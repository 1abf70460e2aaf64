//! Reusable UI building blocks for admin templates.

pub mod data_table;
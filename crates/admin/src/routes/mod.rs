//! HTTP route handlers for admin.
//!
//! # Route Structure
//!
//! ```text
//! GET  /health                       - Liveness check
//! GET  /health/ready                 - Readiness check (database)
//! GET  /                             - Redirect to /admin/products
//!
//! # Pages
//! GET  /admin/products?page=N        - Products table (10 per page, newest first)
//! GET  /admin/subcategories          - Subcategory registry cards
//! GET  /admin/users                  - Users table
//!
//! # JSON API
//! GET|POST|PUT|DELETE /api/admin/products
//! GET|POST|PUT|DELETE /api/admin/subcategories
//! GET|POST|PUT|DELETE /api/admin/users
//! ```

pub mod api;
pub mod products;
pub mod subcategories;
pub mod users;

use askama::Template;
use axum::{
    Router,
    extract::State,
    http::StatusCode,
    response::{Html, Redirect},
    routing::get,
};
use serde::Deserialize;

use crate::error::{AppError, Result};
use crate::state::AppState;

/// Products shown per admin page.
pub const PRODUCTS_PER_PAGE: u32 = 10;

/// `?page=N` on paged listings. Anything unparseable means page 1.
#[derive(Debug, Default, Deserialize)]
pub struct PageQuery {
    pub page: Option<String>,
}

/// Render a template into an HTML response.
fn render(template: &impl Template) -> Result<Html<String>> {
    template
        .render()
        .map(Html)
        .map_err(|e| AppError::Internal(format!("template render error: {e}")))
}

/// Liveness health check endpoint.
pub async fn health() -> &'static str {
    "ok"
}

/// Readiness health check endpoint.
///
/// Returns 503 Service Unavailable if the database is not reachable.
pub async fn readiness(State(state): State<AppState>) -> StatusCode {
    match sqlx::query("SELECT 1").fetch_one(state.pool()).await {
        Ok(_) => StatusCode::OK,
        Err(e) => {
            tracing::warn!("Readiness check failed: {e}");
            StatusCode::SERVICE_UNAVAILABLE
        }
    }
}

/// Build the admin router.
pub fn routes() -> Router<AppState> {
    Router::new()
        .route("/health", get(health))
        .route("/health/ready", get(readiness))
        .route("/", get(|| async { Redirect::to("/admin/products") }))
        .route("/admin/products", get(products::index))
        .route("/admin/subcategories", get(subcategories::index))
        .route("/admin/users", get(users::index))
        .nest("/api/admin", api::router())
}

#[cfg(test)]
#[allow(clippy::unwrap_used)]
mod tests {
    use axum::body::Body;
    use axum::http::{Request, header};
    use sqlx::postgres::PgPoolOptions;
    use tower::ServiceExt;

    use super::*;

    fn app() -> Router {
        let pool = PgPoolOptions::new()
            .connect_lazy("postgres://localhost/boutique_test")
            .unwrap();
        routes().with_state(AppState::new(pool))
    }

    #[tokio::test]
    async fn test_health() {
        let response = app()
            .oneshot(Request::builder().uri("/health").body(Body::empty()).unwrap())
            .await
            .unwrap();
        assert_eq!(response.status(), StatusCode::OK);
    }

    #[tokio::test]
    async fn test_root_redirects_to_products() {
        let response = app()
            .oneshot(Request::builder().uri("/").body(Body::empty()).unwrap())
            .await
            .unwrap();
        assert_eq!(response.status(), StatusCode::SEE_OTHER);
        assert_eq!(
            response.headers().get(header::LOCATION).unwrap(),
            "/admin/products"
        );
    }
}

-=-=-=-=-

» **Exercise brief**
The material must be transcribed exactly, down to the last line.

» **Exercise result**
repository 1abf70460e2aaf64
//! Reusable UI building blocks for admin templates.

pub mod data_table;
filename crates/admin/src/routes/mod.rs
//! HTTP route handlers for admin.
//!
//! # Route Structure
//!
//! ```text
//! GET  /health                       - Liveness check
//! GET  /health/ready                 - Readiness check (database)
//! GET  /                             - Redirect to /admin/products
//!
//! # Pages
//! GET  /admin/products?page=N        - Products table (10 per page, newest first)
//! GET  /admin/subcategories          - Subcategory registry cards
//! GET  /admin/users                  - Users table
//!
//! # JSON API
//! GET|POST|PUT|DELETE /api/admin/products
//! GET|POST|PUT|DELETE /api/admin/subcategories
//! GET|POST|PUT|DELETE /api/admin/users
//! ```

pub mod api;
pub mod products;
pub mod subcategories;
pub mod users;

use askama::Template;
use axum::{
    Router,
    extract::State,
    http::StatusCode,
    response::{Html, Redirect},
    routing::get,
};
use serde::Deserialize;

use crate::error::{AppError, Result};
use crate::state::AppState;

/// Products shown per admin page.
pub const PRODUCTS_PER_PAGE: u32 = 10;

/// `?page=N` on paged listings. Anything unparseable means page 1.
#[derive(Debug, Default, Deserialize)]
pub struct PageQuery {
    pub page: Option<String>,
}

/// Render a template into an HTML response.
fn render(template: &impl Template) -> Result<Html<String>> {
    template
        .render()
        .map(Html)
        .map_err(|e| AppError::Internal(format!("template render error: {e}")))
}

/// Liveness health check endpoint.
pub async fn health() -> &'static str {
    "ok"
}

/// Readiness health check endpoint.
///
/// Returns 503 Service Unavailable if the database is not reachable.
pub async fn readiness(State(state): State<AppState>) -> StatusCode {
    match sqlx::query("SELECT 1").fetch_one(state.pool()).await {
        Ok(_) => StatusCode::OK,
        Err(e) => {
            tracing::warn!("Readiness check failed: {e}");
            StatusCode::SERVICE_UNAVAILABLE
        }
    }
}

/// Build the admin router.
pub fn routes() -> Router<AppState> {
    Router::new()
        .route("/health", get(health))
        .route("/health/ready", get(readiness))
        .route("/", get(|| async { Redirect::to("/admin/products") }))
        .route("/admin/products", get(products::index))
        .route("/admin/subcategories", get(subcategories::index))
        .route("/admin/users", get(users::index))
        .nest("/api/admin", api::router())
}

#[cfg(test)]
#[allow(clippy::unwrap_used)]
mod tests {
    use axum::body::Body;
    use axum::http::{Request, header};
    use sqlx::postgres::PgPoolOptions;
    use tower::ServiceExt;

    use super::*;

    fn app() -> Router {
        let pool = PgPoolOptions::new()
            .connect_lazy("postgres://localhost/boutique_test")
            .unwrap();
        routes().with_state(AppState::new(pool))
    }

    #[tokio::test]
    async fn test_health() {
        let response = app()
            .oneshot(Request::builder().uri("/health").body(Body::empty()).unwrap())
            .await
            .unwrap();
        assert_eq!(response.status(), StatusCode::OK);
    }

    #[tokio::test]
    async fn test_root_redirects_to_products() {
        let response = app()
            .oneshot(Request::builder().uri("/").body(Body::empty()).unwrap())
            .await
            .unwrap();
        assert_eq!(response.status(), StatusCode::SEE_OTHER);
        assert_eq!(
            response.headers().get(header::LOCATION).unwrap(),
            "/admin/products"
        );
    }
}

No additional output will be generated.